-- EXERCISE DIRECTIONS --
In full and without deviation, write out the entries that follow.

-- Dataset entries --
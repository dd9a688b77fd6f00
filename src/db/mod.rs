//! Database Module
//!
//! PostgreSQL 구현 (`Database`)과 in-memory 구현 (`MemoryDatabase`).
//!
//! # Join transaction on PostgreSQL
//!
//! ```text
//! BEGIN ISOLATION LEVEL SERIALIZABLE
//!   SELECT user, tournament, participant      -- snapshot
//!   plan_join()                               -- rules, no I/O
//!   UPDATE users / INSERT transactions        -- fee > 0 only
//!   UPDATE tournaments SET slots_filled
//!   INSERT participants
//! COMMIT
//! ```
//!
//! 직렬화 실패(40001), 데드락(40P01), 참가 기록 PK 충돌(23505)은
//! `StoreError::Conflict`로 바뀌어 서비스 계층에서 처음부터 재시도된다.

mod memory;
mod models;
mod repository;

pub use memory::MemoryDatabase;
pub use models::*;
pub use repository::{ArenaRepository, StoreResult};

use anyhow::Result;
use async_trait::async_trait;
use chrono::{DateTime, Utc};
use sqlx::{postgres::PgPoolOptions, PgPool, Postgres, Transaction};

use crate::error::{JoinError, StoreError};
use crate::services::{plan_join, JoinReceipt};
use crate::types::TournamentStatus;

/// PostgreSQL SQLSTATE
const SERIALIZATION_FAILURE: &str = "40001";
const DEADLOCK_DETECTED: &str = "40P01";
const UNIQUE_VIOLATION: &str = "23505";

const USER_COLUMNS: &str = r#"
    id, username, email, in_game_name, wallet_balance,
    role, is_banned, profile_pic_url, created_at
"#;

const TOURNAMENT_COLUMNS: &str = r#"
    id, title, status, entry_fee, prize_pool, slots_total, slots_filled,
    map, mode, start_time, is_approved
"#;

/// 데이터베이스 연결 및 쿼리 담당
pub struct Database {
    pool: PgPool,
}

-- ANSWER TO THIS PROBLEM --
repository dd9a688b77fd6f00
filename src/db/mod.rs
//! Database Module
//!
//! PostgreSQL 구현 (`Database`)과 in-memory 구현 (`MemoryDatabase`).
//!
//! # Join transaction on PostgreSQL
//!
//! ```text
//! BEGIN ISOLATION LEVEL SERIALIZABLE
//!   SELECT user, tournament, participant      -- snapshot
//!   plan_join()                               -- rules, no I/O
//!   UPDATE users / INSERT transactions        -- fee > 0 only
//!   UPDATE tournaments SET slots_filled
//!   INSERT participants
//! COMMIT
//! ```
//!
//! 직렬화 실패(40001), 데드락(40P01), 참가 기록 PK 충돌(23505)은
//! `StoreError::Conflict`로 바뀌어 서비스 계층에서 처음부터 재시도된다.

mod memory;
mod models;
mod repository;

pub use memory::MemoryDatabase;
pub use models::*;
pub use repository::{ArenaRepository, StoreResult};

use anyhow::Result;
use async_trait::async_trait;
use chrono::{DateTime, Utc};
use sqlx::{postgres::PgPoolOptions, PgPool, Postgres, Transaction};

use crate::error::{JoinError, StoreError};
use crate::services::{plan_join, JoinReceipt};
use crate::types::TournamentStatus;

/// PostgreSQL SQLSTATE
const SERIALIZATION_FAILURE: &str = "40001";
const DEADLOCK_DETECTED: &str = "40P01";
const UNIQUE_VIOLATION: &str = "23505";

const USER_COLUMNS: &str = r#"
    id, username, email, in_game_name, wallet_balance,
    role, is_banned, profile_pic_url, created_at
"#;

const TOURNAMENT_COLUMNS: &str = r#"
    id, title, status, entry_fee, prize_pool, slots_total, slots_filled,
    map, mode, start_time, is_approved
"#;

/// 데이터베이스 연결 및 쿼리 담당
pub struct Database {
    pool: PgPool,
}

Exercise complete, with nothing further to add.